* Problem description: Start with the first line of the data and end with the line that holds "feed, a Unix-socket"; write out each one exactly.

[Dataset entries]

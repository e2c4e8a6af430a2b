//! Core traits that decouple spotcast from any specific UI toolkit, clock,
//! image feed or transport mechanism.
//!
//! Every concrete backend (the JSON-lines host, the HTTP feed, a Unix-socket
//! listener, a test harness, …) implements one of these traits.  The
//! [`Projector`](crate::projector::Projector) only depends on these
//! abstractions.

use crate::command::{Command, DisplayInfo, SpotId, WindowId};
use crate::geometry::Rect;
use crate::render::RenderTree;
use std::sync::mpsc;
use std::time::Instant;

/// Abstraction over the windowing side of the application: display
/// enumeration and the projection windows themselves.
///
/// An implementation might drive a real toolkit, forward events to another
/// process, or record calls in tests.  All methods are called on the UI
/// thread.
pub trait ProjectionHost {
    /// The error type produced by this host.
    type Error: std::error::Error + Send + 'static;

    /// Return the displays currently attached.
    fn displays(&self) -> Result<Vec<DisplayInfo>, Self::Error>;

    /// Open a borderless, non-resizable window on `display` covering
    /// `geometry` (logical units) and return its handle.
    fn open_window(&self, display: &DisplayInfo, geometry: Rect) -> Result<WindowId, Self::Error>;

    /// Reposition an open window.
    fn move_window(&self, window: WindowId, geometry: Rect) -> Result<(), Self::Error>;

    /// Replace the window's content.
    ///
    /// Image views are bound to URLs; the host fetches them and must keep
    /// showing the previous frame when a fetch fails.
    fn set_content(&self, window: WindowId, content: &RenderTree) -> Result<(), Self::Error>;

    /// Close a window.  Closing an unknown window is not an error.
    fn close_window(&self, window: WindowId) -> Result<(), Self::Error>;
}

/// Time source for timers and cache tokens.
pub trait Clock {
    /// Monotonic time for timer deadlines.
    fn now(&self) -> Instant;

    /// Wall-clock seconds since the Unix epoch, used as cache token.
    fn unix_timestamp(&self) -> i64;
}

/// The real clock.
#[derive(Debug, Clone, Copy, Default)]
pub struct SystemClock;

impl Clock for SystemClock {
    fn now(&self) -> Instant {
        Instant::now()
    }

    fn unix_timestamp(&self) -> i64 {
        chrono::Utc::now().timestamp()
    }
}

/// Blocking access to the image feed's metadata endpoint.
///
/// Implementations run on a worker thread, never on the UI thread.
pub trait FeedSource: Send + Sync + 'static {
    /// The error type produced by this feed.
    type Error: std::error::Error + Send + 'static;

    /// Fetch the feed's `lastModified` time string for `spot`, or `None`
    /// if the feed does not report one.
    fn last_modified(&self, spot: SpotId) -> Result<Option<String>, Self::Error>;
}

//  Command Source

/// A source of [`Command`]s.
///
/// Implementations listen on some transport (a Unix socket, an in-memory
/// channel) and forward parsed commands into the provided
/// [`mpsc::Sender`].
///
/// # Contract
///
/// * [`run`](CommandSource::run) **blocks** until the source is exhausted or
///   an unrecoverable error occurs.
/// * Each received command must be sent through `sink` exactly once.
/// * Implementations must be [`Send`] so they can run on a dedicated thread.
pub trait CommandSource: Send {
    /// The error type produced by this source.
    type Error: std::error::Error + Send + 'static;

    /// Start listening and forward every incoming [`Command`] into `sink`.
    ///
    /// This method blocks the calling thread.  To run multiple sources
    /// concurrently, spawn each one on its own thread.
    fn run(&mut self, sink: mpsc::Sender<Command>) -> Result<(), Self::Error>;
}

#[cfg(test)]
mod tests {
    use super::*;
    use crate::command::ProjectionMode;
    use std::sync::mpsc;

    /// A test double that emits a fixed sequence of commands.
    struct MockSource {
        commands: Vec<Command>,
    }

    #[derive(Debug, thiserror::Error)]
    #[error("mock error")]
    struct MockError;

    impl CommandSource for MockSource {
        type Error = MockError;

        fn run(&mut self, sink: mpsc::Sender<Command>) -> Result<(), MockError> {
            for cmd in self.commands.drain(..) {
                let _ = sink.send(cmd);
            }
            Ok(())
        }
    }

    #[test]
    fn mock_source_emits_commands() {
        let mut src = MockSource {
            commands: vec![
                Command::SetMode {
                    window: WindowId(1),
                    mode: ProjectionMode::Grid,
                },
                Command::StopAll,
            ],
        };
        let (tx, rx) = mpsc::channel();
        src.run(tx).unwrap();
        let cmds: Vec<Command> = rx.try_iter().collect();
        assert_eq!(cmds.len(), 2);
        assert_eq!(cmds[1], Command::StopAll);
    }

    #[test]
    fn system_clock_is_monotonic() {
        let c = SystemClock;
        let a = c.now();
        let b = c.now();
        assert!(b >= a);
        assert!(c.unix_timestamp() > 1_600_000_000);
    }
}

* Reply:
repository e2c4e8a6af430a2b
//! Core traits that decouple spotcast from any specific UI toolkit, clock,
//! image feed or transport mechanism.
//!
//! Every concrete backend (the JSON-lines host, the HTTP feed, a Unix-socket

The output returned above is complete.